Matthew Kahn and Michael O’Hare both hail the trend toward more out of state enrollments in the University of California system. Kahn, the economist, makes the economist’s case: “When you produce a high quality product, you can raise price without losing your market share […] With the extra revenue, UCLA could subsidize tuition further for the needy.”
O’Hare makes a broader argument about diversity, but in some ways I think Kahn’s point is the more important one. And the question is what is the University of California in fact doing with the extra revenue. My fear is that what’s happening is that the state is reducing its level of funding to the system, and the system is making up the gap by enrolling fewer Californians and more profit-making non-Californians. That is, for the UC system, a rational response. But it also reflects a trend toward privatization of the UC system and a declining level of public services for Californians. It’s a trend that we should find troubling.

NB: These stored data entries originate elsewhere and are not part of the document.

//! BDD-style scenario tests for incremental aggregation.

use std::sync::Arc;

use vaultstat_engine::{DrainReport, Engine, EngineConfig};
use vaultstat_exclude::ExcludeSet;
use vaultstat_io_port::MemoryVault;
use vaultstat_types::{AggregateRecord, ChangeEvent, DeletionPolicy, MetricsRecord};

fn sample_vault() -> Arc<MemoryVault> {
    let vault = Arc::new(MemoryVault::new());
    vault.insert_note("A.md", "Hello world.");
    vault.insert_attachment("B.png", 100);
    vault.insert_note("C.md", "One two three four.");
    vault
}

fn engine(vault: &Arc<MemoryVault>, exclude: &str, deletion: DeletionPolicy) -> Engine {
    Engine::new(
        vault.clone(),
        EngineConfig {
            exclude: ExcludeSet::parse(exclude),
            deletion,
        },
    )
}

fn modified(key: &str) -> ChangeEvent {
    ChangeEvent::Modified { key: key.into() }
}

mod initial_scan {
    use super::*;

    #[tokio::test]
    async fn given_mixed_vault_when_enumerated_and_drained_then_totals_cover_every_file() {
        let vault = sample_vault();
        let engine = engine(&vault, "", DeletionPolicy::Retract);

        let queued = engine.enumerate().await.expect("enumerate");
        let report = engine.drain().await;

        assert_eq!(queued, 3);
        assert_eq!(report.processed, 3);
        assert_eq!(report.applied, 3);
        let total = engine.snapshot();
        assert_eq!(total.files, 3);
        assert_eq!(total.documents, 2);
        assert_eq!(total.attachments, 1);
        assert_eq!(total.word_count, 6);
        assert_eq!(total.size_bytes, 12 + 100 + 19);
        assert_eq!(total.quality, 0.0);
    }

    #[tokio::test]
    async fn given_drain_then_subscribers_see_published_total() {
        let vault = sample_vault();
        let engine = engine(&vault, "", DeletionPolicy::Retract);
        let view = engine.subscribe();

        engine.enumerate().await.expect("enumerate");
        assert_eq!(*view.borrow(), AggregateRecord::default());

        engine.drain().await;
        assert_eq!(view.borrow().files, 3);
    }

    #[tokio::test]
    async fn given_enumerate_twice_before_drain_then_keys_queued_once() {
        let vault = sample_vault();
        let engine = engine(&vault, "", DeletionPolicy::Retract);

        assert_eq!(engine.enumerate().await.expect("enumerate"), 3);
        assert_eq!(engine.enumerate().await.expect("enumerate"), 0);
        assert_eq!(engine.pending(), 3);
    }

    #[tokio::test]
    async fn given_empty_vault_then_totals_are_zero() {
        let vault = Arc::new(MemoryVault::new());
        let engine = engine(&vault, "", DeletionPolicy::Retract);

        engine.enumerate().await.expect("enumerate");
        let report = engine.drain().await;

        assert_eq!(report, DrainReport::default());
        assert_eq!(engine.snapshot(), AggregateRecord::default());
    }
}

mod updates {
    use super::*;

    #[tokio::test]
    async fn given_modified_note_then_only_its_contribution_changes() {
        let vault = sample_vault();
        let engine = engine(&vault, "", DeletionPolicy::Retract);
        engine.enumerate().await.expect("enumerate");
        engine.drain().await;

        vault.insert_note("A.md", "Hello brave new world.");
        engine.notify(&modified("A.md"));
        engine.drain().await;

        let total = engine.snapshot();
        assert_eq!(total.files, 3);
        assert_eq!(total.word_count, 8);
        assert_eq!(total.size_bytes, 22 + 100 + 19);
    }

    #[tokio::test]
    async fn given_repeated_events_for_one_key_then_processed_once() {
        let vault = sample_vault();
        let engine = engine(&vault, "", DeletionPolicy::Retract);

        engine.notify(&modified("A.md"));
        engine.notify(&modified("A.md"));
        engine.notify(&ChangeEvent::Resolved { key: "A.md".into() });
        let report = engine.drain().await;

        assert_eq!(report.processed, 1);
        assert_eq!(engine.snapshot().files, 1);
    }

    #[tokio::test]
    async fn given_unchanged_key_drained_twice_then_totals_are_stable() {
        let vault = sample_vault();
        let engine = engine(&vault, "", DeletionPolicy::Retract);
        engine.enumerate().await.expect("enumerate");
        engine.drain().await;
        let first = engine.snapshot();

        engine.enumerate().await.expect("enumerate");
        engine.drain().await;

        assert_eq!(engine.snapshot(), first);
    }

    #[tokio::test]
    async fn given_note_retyped_as_attachment_then_kind_counts_move() {
        let vault = sample_vault();
        let engine = engine(&vault, "", DeletionPolicy::Retract);
        engine.enumerate().await.expect("enumerate");
        engine.drain().await;

        vault.rename("C.md", "C.bin");
        engine.notify(&ChangeEvent::Renamed {
            from: "C.md".into(),
            to: "C.bin".into(),
        });
        engine.drain().await;

        let total = engine.snapshot();
        assert_eq!(total.files, 3);
        assert_eq!(total.documents, 1);
        assert_eq!(total.attachments, 2);
        assert_eq!(total.word_count, 2);
        assert!(engine.record("C.md").is_none());
        assert!(engine.record("C.bin").is_some());
    }

    #[tokio::test]
    async fn given_direct_apply_then_snapshot_reflects_it() {
        let vault = Arc::new(MemoryVault::new());
        let engine = engine(&vault, "", DeletionPolicy::Retract);

        engine.apply("x.md", MetricsRecord::document(10, 4, 3, 1));
        engine.apply("y.md", MetricsRecord::document(10, 2, 3, 0));

        let total = engine.snapshot();
        assert_eq!(total.documents, 2);
        assert_eq!(total.link_count, 6);
        assert_eq!(total.quality, 3.0);
    }
}

mod exclusion {
    use super::*;

    #[tokio::test]
    async fn given_excluded_directory_then_its_files_are_skipped_and_siblings_processed() {
        let vault = Arc::new(MemoryVault::new());
        vault.insert_note("archive/old.md", "stale words here");
        vault.insert_note("notes/new.md", "fresh");
        let engine = engine(&vault, "archive", DeletionPolicy::Retract);

        engine.enumerate().await.expect("enumerate");
        let report = engine.drain().await;

        assert_eq!(report.processed, 2);
        assert_eq!(report.excluded, 1);
        assert_eq!(report.applied, 1);
        assert!(engine.record("archive/old.md").is_none());
        assert_eq!(engine.snapshot().word_count, 1);
        assert_eq!(engine.pending(), 0);
    }

    #[tokio::test]
    async fn given_nested_excluded_segment_then_key_is_skipped() {
        let vault = Arc::new(MemoryVault::new());
        vault.insert_note("projects/.trash/gone.md", "a b c");
        let engine = engine(&vault, "templates, .trash", DeletionPolicy::Retract);

        engine.notify(&ChangeEvent::Created {
            key: "projects/.trash/gone.md".into(),
        });
        let report = engine.drain().await;

        assert_eq!(report.excluded, 1);
        assert_eq!(engine.snapshot(), AggregateRecord::default());
    }

    #[tokio::test]
    async fn given_partial_segment_match_then_key_is_processed() {
        let vault = Arc::new(MemoryVault::new());
        vault.insert_note("archived/keep.md", "kept");
        let engine = engine(&vault, "archive", DeletionPolicy::Retract);

        engine.enqueue("archived/keep.md");
        engine.drain().await;

        assert!(engine.record("archived/keep.md").is_some());
    }
}

mod deletion {
    use super::*;

    async fn drained(deletion: DeletionPolicy) -> (Arc<MemoryVault>, Engine) {
        let vault = sample_vault();
        let engine = engine(&vault, "", deletion);
        engine.enumerate().await.expect("enumerate");
        engine.drain().await;
        (vault, engine)
    }

    #[tokio::test]
    async fn given_retract_policy_when_file_deleted_then_contribution_is_removed() {
        let (vault, engine) = drained(DeletionPolicy::Retract).await;

        vault.remove("C.md");
        engine.notify(&ChangeEvent::Deleted { key: "C.md".into() });
        let report = engine.drain().await;

        assert_eq!(report.retracted, 1);
        let total = engine.snapshot();
        assert_eq!(total.files, 2);
        assert_eq!(total.documents, 1);
        assert_eq!(total.word_count, 2);
        assert!(engine.record("C.md").is_none());
    }

    #[tokio::test]
    async fn given_retain_policy_when_file_deleted_then_stale_record_stays() {
        let (vault, engine) = drained(DeletionPolicy::Retain).await;

        vault.remove("C.md");
        engine.notify(&ChangeEvent::Deleted { key: "C.md".into() });
        let report = engine.drain().await;

        assert_eq!(report.missing, 1);
        assert_eq!(engine.snapshot().files, 3);
        assert_eq!(engine.snapshot().word_count, 6);
        assert!(engine.record("C.md").is_some());
    }

    #[tokio::test]
    async fn given_retract_policy_when_structure_disappears_then_record_is_removed() {
        let (vault, engine) = drained(DeletionPolicy::Retract).await;

        vault.insert_document("A.md", "Hello world.", None);
        engine.notify(&modified("A.md"));
        engine.drain().await;

        assert!(engine.record("A.md").is_none());
        assert_eq!(engine.snapshot().documents, 1);
    }

    #[tokio::test]
    async fn given_unknown_key_deleted_then_reported_missing() {
        let (_vault, engine) = drained(DeletionPolicy::Retract).await;
        let before = engine.snapshot();

        engine.notify(&ChangeEvent::Deleted {
            key: "never-seen.md".into(),
        });
        let report = engine.drain().await;

        assert_eq!(report.missing, 1);
        assert_eq!(engine.snapshot(), before);
    }
}

mod directories {
    use super::*;

    async fn drained_with_folder() -> (Arc<MemoryVault>, Engine) {
        let vault = Arc::new(MemoryVault::new());
        vault.insert_note("notes/a.md", "one two three");
        vault.insert_note("notes/deep/b.md", "four");
        vault.insert_note("top.md", "five");
        let engine = engine(&vault, "", DeletionPolicy::Retract);
        engine.enumerate().await.expect("enumerate");
        engine.drain().await;
        (vault, engine)
    }

    #[tokio::test]
    async fn given_folder_renamed_then_children_move_with_it() {
        let (vault, engine) = drained_with_folder().await;
        let before = engine.snapshot();

        vault.rename_dir("notes", "moved");
        engine.notify(&ChangeEvent::Renamed {
            from: "notes".into(),
            to: "moved".into(),
        });
        let report = engine.drain().await;

        assert_eq!(report.retracted, 2);
        assert_eq!(report.applied, 2);
        assert_eq!(
            engine.recorded_keys(),
            vec!["moved/a.md", "moved/deep/b.md", "top.md"]
        );
        assert_eq!(engine.snapshot(), before);
    }

    #[tokio::test]
    async fn given_folder_deleted_then_every_child_is_retracted() {
        let (vault, engine) = drained_with_folder().await;

        vault.remove("notes/a.md");
        vault.remove("notes/deep/b.md");
        engine.notify(&ChangeEvent::Deleted {
            key: "notes".into(),
        });
        engine.drain().await;

        assert_eq!(engine.recorded_keys(), vec!["top.md"]);
        assert_eq!(engine.snapshot().word_count, 1);
    }

    #[tokio::test]
    async fn given_folder_moved_in_then_its_files_are_recorded() {
        let (vault, engine) = drained_with_folder().await;

        vault.insert_note("inbox/new.md", "six seven");
        engine.notify(&ChangeEvent::Created {
            key: "inbox".into(),
        });
        engine.drain().await;

        assert!(engine.record("inbox/new.md").is_some());
        assert_eq!(engine.snapshot().word_count, 7);
    }

    #[tokio::test]
    async fn given_key_sharing_a_name_prefix_then_it_is_not_expanded() {
        let (vault, engine) = drained_with_folder().await;
        vault.insert_note("notes2/c.md", "eight");

        engine.notify(&ChangeEvent::Deleted {
            key: "notes".into(),
        });
        let report = engine.drain().await;

        // notes/* still exist, so they are re-applied; notes2 is untouched.
        assert_eq!(report.applied, 2);
        assert!(engine.record("notes2/c.md").is_none());
    }
}

mod failures {
    use super::*;

    #[tokio::test]
    async fn given_resolve_failure_then_drain_continues_and_stored_record_survives() {
        let vault = sample_vault();
        let engine = engine(&vault, "", DeletionPolicy::Retract);
        engine.enumerate().await.expect("enumerate");
        engine.drain().await;

        vault.insert_note("A.md", "changed content now");
        vault.fail_resolve("A.md");
        engine.notify(&modified("A.md"));
        engine.notify(&modified("C.md"));
        let report = engine.drain().await;

        assert_eq!(report.failed, 1);
        assert_eq!(report.applied, 1);
        assert_eq!(engine.pending(), 0);
        assert_eq!(engine.record("A.md").map(|r| r.word_count), Some(2));
    }

    #[tokio::test]
    async fn given_unreadable_note_then_counted_with_zero_words() {
        let vault = sample_vault();
        vault.fail_read("C.md");
        let engine = engine(&vault, "", DeletionPolicy::Retract);

        engine.enumerate().await.expect("enumerate");
        engine.drain().await;

        let total = engine.snapshot();
        assert_eq!(total.documents, 2);
        assert_eq!(total.word_count, 2);
    }

    #[tokio::test]
    async fn given_failed_key_then_it_can_be_requeued() {
        let vault = sample_vault();
        vault.fail_resolve("A.md");
        let engine = engine(&vault, "", DeletionPolicy::Retract);
        engine.enqueue("A.md");
        engine.drain().await;

        vault.insert_note("A.md", "Hello world.");
        assert!(engine.enqueue("A.md"));
        engine.drain().await;

        assert_eq!(engine.record("A.md").map(|r| r.word_count), Some(2));
    }
}

mod lifecycle {
    use super::*;

    #[tokio::test]
    async fn given_reset_then_engine_starts_from_zero() {
        let vault = sample_vault();
        let engine = engine(&vault, "", DeletionPolicy::Retract);
        engine.enumerate().await.expect("enumerate");
        engine.drain().await;

        engine.reset();
        assert_eq!(engine.snapshot(), AggregateRecord::default());

        engine.enumerate().await.expect("enumerate");
        engine.drain().await;
        assert_eq!(engine.snapshot().files, 3);
    }

    #[tokio::test]
    async fn given_concurrent_drains_then_each_key_applied_once() {
        let vault = sample_vault();
        let engine = Arc::new(engine(&vault, "", DeletionPolicy::Retract));
        engine.enumerate().await.expect("enumerate");

        let a = tokio::spawn({
            let engine = Arc::clone(&engine);
            async move { engine.drain().await }
        });
        let b = tokio::spawn({
            let engine = Arc::clone(&engine);
            async move { engine.drain().await }
        });
        let (a, b) = (a.await.expect("join"), b.await.expect("join"));

        assert_eq!(a.processed + b.processed, 3);
        assert_eq!(engine.snapshot().files, 3);
    }
}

Now conversely, per Kahn you could imagine a more productive dynamic. The University of California does have a high-quality product. The high quality of the product could be used to offer quality college to more non-Californians and the extra revenue that brings in could be used to either lower the price for needy Californians or else (even better in my view) expand overall system capacity so that more Californians have the opportunity to go to college. There’s nothing wrong, as such, with an institution having mixed public and private characteristics and at their most successful I think that’s how both formally public and formally private colleges have operated in America. But a kind of stealthy move toward operating on a pure private motive isn’t a good trend.